A main limitation in the current study was the variability in EI received by children in the comparison group. While the ESDM group received intensive manualised intervention, with treatment adherence formally assessed with ESDM fidelity checks, no such formal intervention guidelines were implemented for children in the comparison group. Therefore, it is unclear which types of EI children benefitted from, which is a concern that has begun to be addressed in the literature (Hume et al. 2011). There was no fidelity data available on EI received by the comparison group, and no means to means to determine the quality of service received by these children. Furthermore, the details of the EI services received by the children who attended the OTARC were limited and provided retrospectively by caregivers. Unlike those recruited from the AEIOU, these children received referrals to intervention services rather than enrolment into a specific EI service. Based on the qualitative information provided by caregivers at the school age follow-up, children who attended the OTARC had received a variety of EIs for an extended period of time following diagnosis. Nonetheless, limited information was available regarding the intensity of EI received by these children. Therefore, limits are placed on the comparability of the two groups of children in terms of the hours of services they received, which may have impacted the results.

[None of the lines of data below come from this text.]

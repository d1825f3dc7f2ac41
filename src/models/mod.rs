//! Delivery planning domain models.
//!
//! Plain immutable records consumed by the engines. Every record is
//! serde-serializable and built with `new(..)` plus `with_*` setters.
//!
//! # Domain Mappings
//!
//! | u-delivery | Engine | Meaning |
//! |------------|--------|---------|
//! | Task | Scheduler (EDF) | Order with pickup window |
//! | CookTask | Scheduler (SPT) | Kitchen order |
//! | Stop | Route search | Customer on the run |
//! | Offer / Basket | Combination search | Promotion / checkout |
//! | CargoItem | Capacity optimizer | Item for the bag |
//! | FuelStation | Detour ranking | Refuelling option |

mod cargo;
mod location;
mod offer;
mod stop;
mod task;

pub use cargo::CargoItem;
pub use location::{FuelStation, Point};
pub use offer::{Basket, CategoryScope, DayType, Offer, OfferCondition, UserStatus};
pub use stop::Stop;
pub use task::{CookTask, Job, Task};
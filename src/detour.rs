//! Fuel-stop selection by minimum detour.
//!
//! # Algorithm
//!
//! For each station `s` on the way from driver `D` to customer `C`:
//!
//! ```text
//! detour(s) = d(D, s) + d(s, C) - d(D, C)
//! ```
//!
//! Stations are ranked by detour ascending. By the triangle inequality
//! every detour is non-negative; a station on the straight segment has
//! detour zero.
//!
//! # Complexity
//! O(n log n) for n stations.

use serde::{Deserialize, Serialize};
use tracing::debug;

use crate::models::{FuelStation, Point};

/// A station with its via-distance and extra distance.
#[derive(Debug, Clone, PartialEq, Serialize, Deserialize)]
pub struct RankedStation {
    pub station: FuelStation,
    /// Driver to station to customer.
    pub total_distance: f64,
    /// `total_distance` minus the direct distance.
    pub detour: f64,
}

/// Stations ranked from smallest to largest detour.
#[derive(Debug, Clone, PartialEq, Serialize, Deserialize)]
pub struct DetourRanking {
    /// Straight-line distance from driver to customer.
    pub direct_distance: f64,
    pub ranked: Vec<RankedStation>,
}

impl DetourRanking {
    /// The station with the smallest detour.
    pub fn best(&self) -> Option<&RankedStation> {
        self.ranked.first()
    }

    pub fn len(&self) -> usize {
        self.ranked.len()
    }

    pub fn is_empty(&self) -> bool {
        self.ranked.is_empty()
    }
}

/// Ranks `stations` by how far they take the driver off the direct line.
///
/// Ties keep input order.
///
/// # Examples
///
/// ```
/// use u_delivery::detour::rank_fuel_stops;
/// use u_delivery::models::{FuelStation, Point};
///
/// let stations = vec![
///     FuelStation::new("off", 0.0, 5.0),
///     FuelStation::new("on", 5.0, 0.0),
/// ];
/// let ranking = rank_fuel_stops(Point::new(0.0, 0.0), Point::new(10.0, 0.0), &stations);
/// let best = ranking.best().unwrap();
/// assert_eq!(best.station.id, "on");
/// assert!(best.detour.abs() < 1e-10);
/// ```
pub fn rank_fuel_stops(driver: Point, customer: Point, stations: &[FuelStation]) -> DetourRanking {
    let direct_distance = driver.distance_to(&customer);

    let mut ranked: Vec<RankedStation> = stations
        .iter()
        .map(|station| {
            let total_distance =
                driver.distance_to(&station.location) + station.location.distance_to(&customer);
            RankedStation {
                station: station.clone(),
                total_distance,
                detour: total_distance - direct_distance,
            }
        })
        .collect();

    ranked.sort_by(|a, b| a.detour.total_cmp(&b.detour));

    if let Some(best) = ranked.first() {
        debug!(
            stations = ranked.len(),
            best = %best.station.id,
            detour = best.detour,
            "fuel stops ranked"
        );
    }

    DetourRanking {
        direct_distance,
        ranked,
    }
}

#[cfg(test)]
mod tests {
    use super::*;
    use crate::demo_data;

    #[test]
    fn test_demo_ranking() {
        let (driver, customer, stations) = demo_data::fuel_stations();
        let ranking = rank_fuel_stops(driver, customer, &stations);

        let ids: Vec<&str> = ranking
            .ranked
            .iter()
            .map(|r| r.station.id.as_str())
            .collect();
        assert_eq!(ids, vec!["SPBU2", "SPBU1", "SPBU4", "SPBU3", "SPBU5"]);

        assert!((ranking.direct_distance - 164f64.sqrt()).abs() < 1e-10);
        let best = ranking.best().unwrap();
        // sqrt(61) + 5
        assert!((best.total_distance - (61f64.sqrt() + 5.0)).abs() < 1e-10);
    }

    #[test]
    fn test_detours_non_negative_and_sorted() {
        let (driver, customer, stations) = demo_data::fuel_stations();
        let ranking = rank_fuel_stops(driver, customer, &stations);

        assert_eq!(ranking.len(), stations.len());
        for r in &ranking.ranked {
            assert!(r.detour >= -1e-10);
            assert!((r.total_distance - ranking.direct_distance - r.detour).abs() < 1e-10);
        }
        for pair in ranking.ranked.windows(2) {
            assert!(pair[0].detour <= pair[1].detour);
        }
    }

    #[test]
    fn test_ties_keep_input_order() {
        // Mirror images across the direct line have equal detours.
        let stations = vec![
            FuelStation::new("below", 5.0, -3.0),
            FuelStation::new("above", 5.0, 3.0),
        ];
        let ranking = rank_fuel_stops(Point::new(0.0, 0.0), Point::new(10.0, 0.0), &stations);
        assert_eq!(ranking.ranked[0].station.id, "below");
        assert_eq!(ranking.ranked[1].station.id, "above");
    }

    #[test]
    fn test_empty_stations() {
        let ranking = rank_fuel_stops(Point::new(0.0, 0.0), Point::new(3.0, 4.0), &[]);
        assert!(ranking.is_empty());
        assert!(ranking.best().is_none());
        assert!((ranking.direct_distance - 5.0).abs() < 1e-10);
    }
}
//! Delivery schedule quality metrics (KPIs).
//!
//! # Metrics
//!
//! | Metric | Definition |
//! |--------|-----------|
//! | Makespan (C_max) | Latest completion time |
//! | Total Tardiness | Sum of max(0, finish - deadline) |
//! | Maximum Tardiness | Largest single delay |
//! | On-Time Rate | Fraction meeting deadlines |
//! | Avg Flow Time | Mean time from ready to completion |
//!
//! # Reference
//! Pinedo (2016), "Scheduling", Ch. 1.2: Performance Measures

use serde::{Deserialize, Serialize};

use super::DeliverySchedule;

/// Delivery schedule performance indicators.
#[derive(Debug, Clone, PartialEq, Serialize, Deserialize)]
pub struct ScheduleKpi {
    /// Makespan: latest completion time.
    pub makespan: i64,
    /// Sum of tardiness across all deliveries.
    pub total_tardiness: i64,
    /// Maximum tardiness of any single delivery.
    pub max_tardiness: i64,
    /// Fraction of deliveries completing on time (0.0..1.0).
    pub on_time_rate: f64,
    /// Average flow time: mean(finish - ready_time).
    pub avg_flow_time: f64,
}

impl ScheduleKpi {
    /// Computes KPIs from a simulated delivery schedule.
    pub fn calculate(schedule: &DeliverySchedule) -> Self {
        let count = schedule.entries.len();
        let mut total_tardiness: i64 = 0;
        let mut max_tardiness: i64 = 0;
        let mut total_flow_time: i64 = 0;

        for entry in &schedule.entries {
            total_tardiness += entry.tardiness;
            max_tardiness = max_tardiness.max(entry.tardiness);
            total_flow_time += entry.finish - entry.ready_time;
        }

        let on_time_rate = if count == 0 {
            1.0
        } else {
            schedule.on_time_count as f64 / count as f64
        };

        let avg_flow_time = if count == 0 {
            0.0
        } else {
            total_flow_time as f64 / count as f64
        };

        Self {
            makespan: schedule.makespan(),
            total_tardiness,
            max_tardiness,
            on_time_rate,
            avg_flow_time,
        }
    }

    /// Whether the schedule meets the given quality thresholds.
    pub fn meets_thresholds(&self, max_tardiness: i64, min_on_time_rate: f64) -> bool {
        self.max_tardiness <= max_tardiness && self.on_time_rate >= min_on_time_rate
    }
}

#[cfg(test)]
mod tests {
    use super::*;
    use crate::models::Task;
    use crate::scheduler::schedule;

    #[test]
    fn test_kpi_basic() {
        let result = schedule(&[Task::new("J1", 5), Task::new("J2", 5)]);

        let kpi = ScheduleKpi::calculate(&result);
        assert_eq!(kpi.makespan, 2);
        assert_eq!(kpi.total_tardiness, 0);
        assert_eq!(kpi.max_tardiness, 0);
        assert!((kpi.on_time_rate - 1.0).abs() < 1e-10);
        assert!((kpi.avg_flow_time - 1.5).abs() < 1e-10); // (1+2)/2
    }

    #[test]
    fn test_kpi_tardiness() {
        let result = schedule(&[
            Task::new("J1", 1),
            Task::new("J2", 1), // finishes at 2 → tardy 1
            Task::new("J3", 1), // finishes at 3 → tardy 2
        ]);

        let kpi = ScheduleKpi::calculate(&result);
        assert_eq!(kpi.total_tardiness, 3);
        assert_eq!(kpi.max_tardiness, 2);
        assert!((kpi.on_time_rate - 1.0 / 3.0).abs() < 1e-10);
    }

    #[test]
    fn test_kpi_flow_time_uses_ready_time() {
        // Ready at 4, starts at 4, finishes at 5 → flow 1
        let result = schedule(&[Task::new("J1", 9).with_ready_time(4)]);
        let kpi = ScheduleKpi::calculate(&result);
        assert!((kpi.avg_flow_time - 1.0).abs() < 1e-10);
        assert_eq!(kpi.makespan, 5);
    }

    #[test]
    fn test_kpi_empty() {
        let kpi = ScheduleKpi::calculate(&DeliverySchedule::default());
        assert_eq!(kpi.makespan, 0);
        assert_eq!(kpi.total_tardiness, 0);
        assert!((kpi.on_time_rate - 1.0).abs() < 1e-10);
        assert!((kpi.avg_flow_time - 0.0).abs() < 1e-10);
    }

    #[test]
    fn test_meets_thresholds() {
        let result = schedule(&[Task::new("J1", 1), Task::new("J2", 1)]);
        let kpi = ScheduleKpi::calculate(&result);

        assert!(kpi.meets_thresholds(1, 0.5));
        assert!(!kpi.meets_thresholds(0, 0.5));
        assert!(!kpi.meets_thresholds(1, 0.75));
    }
}
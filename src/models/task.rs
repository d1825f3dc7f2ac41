//! Delivery and cooking task models.
//!
//! A [`Task`] is a pending delivery with a time window: it can be picked
//! up from `ready_time` on and should arrive by `deadline`. A
//! [`CookTask`] is a kitchen order that occupies the stove for a fixed
//! `duration`.
//!
//! # Time Representation
//! All times are integer units relative to the start of the run (t=0).
//! The consumer defines the unit (minutes, slots, ...).

use serde::{Deserialize, Serialize};

/// Anything that can be ordered by the dispatching layer.
pub trait Job {
    /// Unique identifier within the input list.
    fn id(&self) -> &str;
}

/// A delivery order with a release (ready) time and a deadline.
#[derive(Debug, Clone, PartialEq, Eq, Serialize, Deserialize)]
pub struct Task {
    /// Unique task identifier.
    pub id: String,
    /// Earliest time the order can be picked up.
    pub ready_time: i64,
    /// Latest acceptable completion time.
    pub deadline: i64,
}

impl Task {
    /// Creates a task that is ready at t=0 with the given deadline.
    pub fn new(id: impl Into<String>, deadline: i64) -> Self {
        Self {
            id: id.into(),
            ready_time: 0,
            deadline,
        }
    }

    /// Sets the ready (release) time.
    pub fn with_ready_time(mut self, ready_time: i64) -> Self {
        self.ready_time = ready_time;
        self
    }

    /// Sets the deadline.
    pub fn with_deadline(mut self, deadline: i64) -> Self {
        self.deadline = deadline;
        self
    }

    /// Length of the window between ready time and deadline.
    pub fn window(&self) -> i64 {
        self.deadline - self.ready_time
    }
}

impl Job for Task {
    fn id(&self) -> &str {
        &self.id
    }
}

/// A kitchen order with a fixed cooking duration.
#[derive(Debug, Clone, PartialEq, Eq, Serialize, Deserialize)]
pub struct CookTask {
    /// Unique order identifier.
    pub id: String,
    /// Cooking time (> 0).
    pub duration: i64,
}

impl CookTask {
    /// Creates a cooking task.
    pub fn new(id: impl Into<String>, duration: i64) -> Self {
        Self {
            id: id.into(),
            duration,
        }
    }
}

impl Job for CookTask {
    fn id(&self) -> &str {
        &self.id
    }
}

#[cfg(test)]
mod tests {
    use super::*;

    #[test]
    fn test_task_builder() {
        let task = Task::new("P1", 8).with_ready_time(2);
        assert_eq!(task.id, "P1");
        assert_eq!(task.ready_time, 2);
        assert_eq!(task.deadline, 8);
        assert_eq!(task.window(), 6);
        assert_eq!(Job::id(&task), "P1");
    }

    #[test]
    fn test_task_with_deadline() {
        let task = Task::new("P1", 8).with_deadline(3);
        assert_eq!(task.deadline, 3);
        assert_eq!(task.ready_time, 0);
    }

    #[test]
    fn test_cook_task() {
        let task = CookTask::new("P4", 3);
        assert_eq!(task.duration, 3);
        assert_eq!(Job::id(&task), "P4");
    }

    #[test]
    fn test_task_serde_field_names() {
        let json = serde_json::to_value(Task::new("P3", 4).with_ready_time(1)).unwrap();
        assert_eq!(json["id"], "P3");
        assert_eq!(json["ready_time"], 1);
        assert_eq!(json["deadline"], 4);
    }
}
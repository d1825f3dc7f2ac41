//! Single-server delivery scheduler (Earliest Deadline First).
//!
//! # Algorithm
//!
//! 1. Sort tasks by deadline, breaking ties by ready time (stable).
//! 2. Simulate one driver: each delivery starts at
//!    `max(clock, ready_time)` and takes exactly one time unit.
//! 3. Record tardiness `max(0, finish - deadline)` per task.
//!
//! With unit service times and a common ready time EDF minimizes the
//! maximum lateness, and it meets every deadline whenever some order
//! does. It does not minimize the late count in general.
//!
//! # Complexity
//! O(n log n) for the sort, O(n) for the simulation.
//!
//! # Reference
//! Jackson (1955); Pinedo (2016), "Scheduling", Ch. 3.2

use serde::{Deserialize, Serialize};
use tracing::{debug, trace};

use crate::dispatching::{rules, RuleEngine};
use crate::models::Task;

/// Fixed service time of a single delivery.
pub const UNIT_SERVICE_TIME: i64 = 1;

/// Outcome of a single delivery.
#[derive(Debug, Clone, Copy, PartialEq, Eq, Serialize, Deserialize)]
#[serde(rename_all = "snake_case")]
pub enum DeliveryStatus {
    OnTime,
    Late,
}

/// Simulated timing of one delivery.
#[derive(Debug, Clone, PartialEq, Eq, Serialize, Deserialize)]
pub struct ScheduledDelivery {
    /// Delivered task ID.
    pub task_id: String,
    /// Ready time copied from the task.
    pub ready_time: i64,
    /// Deadline copied from the task.
    pub deadline: i64,
    /// Time the driver starts the delivery.
    pub start: i64,
    /// Time the delivery completes.
    pub finish: i64,
    /// `max(0, finish - deadline)`.
    pub tardiness: i64,
    /// On time iff tardiness is zero.
    pub status: DeliveryStatus,
}

impl ScheduledDelivery {
    /// Whether the delivery met its deadline.
    pub fn is_on_time(&self) -> bool {
        self.status == DeliveryStatus::OnTime
    }
}

/// Result of the EDF scheduler.
#[derive(Debug, Clone, Default, PartialEq, Eq, Serialize, Deserialize)]
pub struct DeliverySchedule {
    /// Task IDs in delivery order.
    pub order: Vec<String>,
    /// Number of deliveries finishing by their deadline.
    pub on_time_count: usize,
    /// Number of deliveries finishing after their deadline.
    pub late_count: usize,
    /// Sum of tardiness across all deliveries.
    pub total_tardiness: i64,
    /// Per-task detail, in delivery order.
    pub entries: Vec<ScheduledDelivery>,
}

impl DeliverySchedule {
    /// Finds the entry for a given task.
    pub fn entry_for(&self, task_id: &str) -> Option<&ScheduledDelivery> {
        self.entries.iter().find(|e| e.task_id == task_id)
    }

    /// Completion time of the last delivery (0 when empty).
    pub fn makespan(&self) -> i64 {
        self.entries.last().map(|e| e.finish).unwrap_or(0)
    }

    /// Number of scheduled deliveries.
    pub fn len(&self) -> usize {
        self.entries.len()
    }

    /// Whether nothing was scheduled.
    pub fn is_empty(&self) -> bool {
        self.entries.is_empty()
    }
}

/// Single-driver delivery scheduler.
///
/// Uses EDD with an ERD tie-breaker by default; a different rule engine
/// can be supplied to compare policies under the same simulation.
///
/// # Example
///
/// ```
/// use u_delivery::models::Task;
/// use u_delivery::scheduler::DeliveryScheduler;
///
/// let tasks = vec![
///     Task::new("P1", 5),
///     Task::new("P3", 4).with_ready_time(1),
/// ];
/// let schedule = DeliveryScheduler::new().schedule(&tasks);
/// assert_eq!(schedule.order, vec!["P3", "P1"]);
/// assert_eq!(schedule.on_time_count, 2);
/// ```
#[derive(Debug, Clone)]
pub struct DeliveryScheduler {
    rule_engine: RuleEngine<Task>,
}

impl DeliveryScheduler {
    /// Creates an EDF scheduler (deadline, then ready time).
    pub fn new() -> Self {
        Self {
            rule_engine: RuleEngine::new()
                .with_rule(rules::Edd)
                .with_tie_breaker(rules::Erd),
        }
    }

    /// Replaces the ordering policy.
    pub fn with_rule_engine(mut self, engine: RuleEngine<Task>) -> Self {
        self.rule_engine = engine;
        self
    }

    /// Orders and simulates the deliveries.
    pub fn schedule(&self, tasks: &[Task]) -> DeliverySchedule {
        let order = self.rule_engine.sort_indices(tasks);
        let sequence: Vec<&Task> = order.iter().map(|&i| &tasks[i]).collect();
        let result = simulate(&sequence);

        debug!(
            tasks = tasks.len(),
            on_time = result.on_time_count,
            late = result.late_count,
            total_tardiness = result.total_tardiness,
            "delivery schedule built"
        );
        result
    }
}

impl Default for DeliveryScheduler {
    fn default() -> Self {
        Self::new()
    }
}

/// Orders deliveries by Earliest Deadline First and simulates one driver.
///
/// Equal deadlines are resolved by ready time; full ties keep their
/// input order. Empty input yields an empty schedule.
pub fn schedule(tasks: &[Task]) -> DeliverySchedule {
    DeliveryScheduler::new().schedule(tasks)
}

/// Simulates a single driver serving `sequence` in the given order.
pub(crate) fn simulate(sequence: &[&Task]) -> DeliverySchedule {
    let mut result = DeliverySchedule::default();
    let mut clock: i64 = 0;

    for task in sequence {
        let start = clock.max(task.ready_time);
        let finish = start + UNIT_SERVICE_TIME;
        clock = finish;

        let tardiness = (finish - task.deadline).max(0);
        let status = if tardiness == 0 {
            result.on_time_count += 1;
            DeliveryStatus::OnTime
        } else {
            result.late_count += 1;
            DeliveryStatus::Late
        };
        result.total_tardiness += tardiness;

        trace!(task = %task.id, start, finish, tardiness, "delivery simulated");

        result.order.push(task.id.clone());
        result.entries.push(ScheduledDelivery {
            task_id: task.id.clone(),
            ready_time: task.ready_time,
            deadline: task.deadline,
            start,
            finish,
            tardiness,
            status,
        });
    }

    result
}
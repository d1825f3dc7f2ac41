//! Planar locations and fuel stations.

use serde::{Deserialize, Serialize};

/// A point on a flat plane (e.g. km from an origin).
///
/// # Examples
///
/// ```
/// use u_delivery::models::Point;
///
/// let a = Point::new(0.0, 0.0);
/// let b = Point::new(3.0, 4.0);
/// assert!((a.distance_to(&b) - 5.0).abs() < 1e-10);
/// ```
#[derive(Debug, Clone, Copy, PartialEq, Default, Serialize, Deserialize)]
pub struct Point {
    pub x: f64,
    pub y: f64,
}

impl Point {
    pub fn new(x: f64, y: f64) -> Self {
        Self { x, y }
    }

    /// Euclidean distance to another point.
    pub fn distance_to(&self, other: &Point) -> f64 {
        let dx = self.x - other.x;
        let dy = self.y - other.y;
        (dx * dx + dy * dy).sqrt()
    }
}

/// A fuel station the driver may detour through.
#[derive(Debug, Clone, PartialEq, Serialize, Deserialize)]
pub struct FuelStation {
    /// Unique station identifier.
    pub id: String,
    /// Human-readable name.
    pub label: String,
    /// Station position.
    pub location: Point,
    /// Fuel price per liter. Informational; not used for ranking.
    pub price_per_liter: i64,
}

impl FuelStation {
    /// Creates a station at `(x, y)`.
    pub fn new(id: impl Into<String>, x: f64, y: f64) -> Self {
        Self {
            id: id.into(),
            label: String::new(),
            location: Point::new(x, y),
            price_per_liter: 0,
        }
    }

    /// Sets the human-readable name.
    pub fn with_label(mut self, label: impl Into<String>) -> Self {
        self.label = label.into();
        self
    }

    /// Sets the fuel price.
    pub fn with_price(mut self, price_per_liter: i64) -> Self {
        self.price_per_liter = price_per_liter;
        self
    }
}
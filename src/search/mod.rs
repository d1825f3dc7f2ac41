//! Backtracking searches over small candidate sets.
//!
//! - [`find_routes`]: all full orderings of the stops under a distance
//!   cap and zone rules.
//! - [`find_combinations`]: all stackable sets of at most two offers
//!   under a discount cap and condition-conflict rule.
//!
//! Both searches check constraints before descending and materialize a
//! fresh result only when a candidate is accepted, so recorded results
//! never alias the working path.
//!
//! # Reference
//! Knuth (2011), "The Art of Computer Programming", Vol. 4A, Ch. 7.2.2

mod offers;
mod route;

pub use offers::{
    discount_cap, find_combinations, is_applicable, OfferCombination, OfferSearch,
    MAX_STACKED_OFFERS,
};
pub use route::{find_routes, Route, MAX_ZONE_RUN, MIN_DISTINCT_ZONES};
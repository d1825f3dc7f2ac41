//! Route stop model.

use serde::{Deserialize, Serialize};

/// A customer stop on a delivery route.
///
/// `leg_distance` is the distance from the previous stop in an implicit
/// chain, so the length of a route is the plain sum of its legs
/// regardless of order.
///
/// # Examples
///
/// ```
/// use u_delivery::models::Stop;
///
/// let stop = Stop::new("C1", "A", 5).with_label("Budi");
/// assert_eq!(stop.zone, "A");
/// assert_eq!(stop.leg_distance, 5);
/// ```
#[derive(Debug, Clone, PartialEq, Eq, Serialize, Deserialize)]
pub struct Stop {
    /// Unique stop identifier.
    pub id: String,
    /// Human-readable name.
    pub label: String,
    /// Zone tag used by the zone-run and zone-diversity rules.
    pub zone: String,
    /// Distance from the previous stop (>= 0).
    pub leg_distance: i64,
}

impl Stop {
    /// Creates a stop in `zone` with the given leg distance.
    pub fn new(id: impl Into<String>, zone: impl Into<String>, leg_distance: i64) -> Self {
        Self {
            id: id.into(),
            label: String::new(),
            zone: zone.into(),
            leg_distance,
        }
    }

    /// Sets the human-readable name.
    pub fn with_label(mut self, label: impl Into<String>) -> Self {
        self.label = label.into();
        self
    }
}
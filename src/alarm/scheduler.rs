use std::collections::HashSet;

use tracing::trace;

use crate::{alarm::AlarmKind, clock::Millis, error::AlarmError};

/// Deadline bookkeeping for one clock engine instance.
///
/// `pending` keeps every scheduled deadline in insertion order; firing a
/// deadline only shadows it through `fired`, it does not remove it, so a
/// fired alarm stays visible in [`AlarmScheduler::list`] until `clear`.
#[derive(Default)]
pub struct AlarmScheduler {
    pending: Vec<Millis>,
    fired: HashSet<Millis>,
}

impl AlarmScheduler {
    pub fn new() -> Self {
        Self::default()
    }

    /// Validates the request and adds the computed deadline to `pending`.
    ///
    /// Rejects a zero value for either kind, and an absolute value that is
    /// not strictly after `current_elapsed`.
    pub fn schedule(
        &mut self,
        kind: AlarmKind,
        value: Millis,
        current_elapsed: Millis,
    ) -> Result<Millis, AlarmError> {
        if value == 0 {
            return Err(AlarmError::ZeroValue);
        }
        if kind == AlarmKind::Absolute && value <= current_elapsed {
            return Err(AlarmError::DeadlineInPast {
                requested: value,
                elapsed: current_elapsed,
            });
        }

        let deadline = kind.compute_deadline(current_elapsed, value);
        self.pending.push(deadline);
        trace!(deadline, ?kind, "alarm scheduled");
        Ok(deadline)
    }

    /// Every pending deadline due at `elapsed` that has not fired yet, in
    /// insertion order. Scanned fresh on every call; a deadline scheduled
    /// more than once is yielded once per scan.
    pub fn due_at(&self, elapsed: Millis) -> Vec<Millis> {
        let mut seen = HashSet::new();
        self.pending
            .iter()
            .copied()
            .filter(|d| *d <= elapsed && !self.fired.contains(d) && seen.insert(*d))
            .collect()
    }

    /// Shadows a deadline so it is never dispatched again this run.
    pub fn mark_fired(&mut self, deadline: Millis) {
        self.fired.insert(deadline);
    }

    /// Pending deadlines in insertion order, fired ones included.
    pub fn list(&self) -> &[Millis] {
        &self.pending
    }

    pub fn clear(&mut self) {
        self.pending.clear();
        self.fired.clear();
    }

    /// Forgets which deadlines have fired but keeps them scheduled.
    pub(crate) fn clear_fired(&mut self) {
        self.fired.clear();
    }
}

#[cfg(test)]
mod tests {
    use super::*;

    #[test]
    fn test_schedule_rejects_zero_value() {
        let mut sched = AlarmScheduler::new();
        assert_eq!(
            sched.schedule(AlarmKind::Relative, 0, 100),
            Err(AlarmError::ZeroValue)
        );
        assert_eq!(
            sched.schedule(AlarmKind::Absolute, 0, 100),
            Err(AlarmError::ZeroValue)
        );
        assert!(sched.list().is_empty());
    }

    #[test]
    fn test_schedule_rejects_absolute_deadline_in_past() {
        let mut sched = AlarmScheduler::new();
        assert_eq!(
            sched.schedule(AlarmKind::Absolute, 500, 500),
            Err(AlarmError::DeadlineInPast {
                requested: 500,
                elapsed: 500
            })
        );
        assert_eq!(
            sched.schedule(AlarmKind::Absolute, 400, 500),
            Err(AlarmError::DeadlineInPast {
                requested: 400,
                elapsed: 500
            })
        );
        // Strictly after now is fine.
        assert_eq!(sched.schedule(AlarmKind::Absolute, 501, 500), Ok(501));
    }

    #[test]
    fn test_relative_deadline_offsets_from_current_elapsed() {
        let mut sched = AlarmScheduler::new();
        assert_eq!(sched.schedule(AlarmKind::Relative, 3000, 1200), Ok(4200));
        assert_eq!(sched.list(), &[4200]);
    }

    #[test]
    fn test_due_at_returns_insertion_order() {
        let mut sched = AlarmScheduler::new();
        sched.schedule(AlarmKind::Absolute, 900, 0).unwrap();
        sched.schedule(AlarmKind::Absolute, 300, 0).unwrap();
        sched.schedule(AlarmKind::Absolute, 600, 0).unwrap();

        // Not sorted by deadline, ordered by registration.
        assert_eq!(sched.due_at(1000), vec![900, 300, 600]);
        assert_eq!(sched.due_at(600), vec![300, 600]);
        assert_eq!(sched.due_at(299), Vec::<Millis>::new());
    }

    #[test]
    fn test_fired_deadline_is_shadowed_but_still_listed() {
        let mut sched = AlarmScheduler::new();
        sched.schedule(AlarmKind::Absolute, 300, 0).unwrap();
        sched.schedule(AlarmKind::Absolute, 600, 0).unwrap();

        sched.mark_fired(300);
        assert_eq!(sched.due_at(1000), vec![600]);
        // mark_fired does not evict from pending.
        assert_eq!(sched.list(), &[300, 600]);
    }

    #[test]
    fn test_duplicate_deadline_yielded_once_per_scan() {
        let mut sched = AlarmScheduler::new();
        sched.schedule(AlarmKind::Absolute, 300, 0).unwrap();
        sched.schedule(AlarmKind::Absolute, 300, 0).unwrap();

        assert_eq!(sched.due_at(500), vec![300]);
        assert_eq!(sched.list(), &[300, 300]);
    }

    #[test]
    fn test_clear_empties_both_sets() {
        let mut sched = AlarmScheduler::new();
        sched.schedule(AlarmKind::Absolute, 300, 0).unwrap();
        sched.mark_fired(300);
        sched.clear();

        assert!(sched.list().is_empty());
        // A re-registered deadline can fire again.
        sched.schedule(AlarmKind::Absolute, 300, 0).unwrap();
        assert_eq!(sched.due_at(300), vec![300]);
    }

    #[test]
    fn test_clear_fired_keeps_pending() {
        let mut sched = AlarmScheduler::new();
        sched.schedule(AlarmKind::Absolute, 300, 0).unwrap();
        sched.mark_fired(300);
        assert!(sched.due_at(300).is_empty());

        sched.clear_fired();
        assert_eq!(sched.list(), &[300]);
        assert_eq!(sched.due_at(300), vec![300]);
    }
}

A further limitation, common to longitudinal research, was the use of different measures across time. Due to the limited age range of the MSEL measure, an alternative measure of cognitive functioning was sought for the current school age follow-up assessments. As a result, comparison of verbal and non-verbal cognitive functioning could not be compared between the two groups over time, and were compared only at the follow-up assessment. Future research should aim to utilize measures in the early developmental period that will able to be used across the age spectrum. Consideration should also be given to other aspects of functioning that may benefit from longitudinal examination, just as peer interaction behaviours and problem behaviours, so these measures can be introduced as early as possible in the course of research. While the outcomes in the current study showed comparable outcomes between the groups, only a limited number of outcomes were examined. Replication of the current research is also essential before firm conclusions can be established.

Conclusions

The early school age outcomes for children with an ASD who have received EI during their preschool years are promising. The current study found that children in receipt of EI, regardless of whether they received community-based group ESDM intervention or other community provided interventions for ASD, had improved significantly in their cognitive functioning by school age compared to pre-intervention. This is despite increases in symptom severity during this developmental period, which appeared to be driven by an increase in RRBs. In contrast, children in both groups improved in SA symptoms, and it may well be their increased skills in social communication that provided children with the increased opportunities to engage and learn from others. Further research is needed to extend upon the current findings. While it is clear that community-based early interventions for children with ASD can assist them into their vital early school years by equipping them to learn, it is now critical that future research targets our understanding of the common components in different interventions that drive developmental change over time in these children.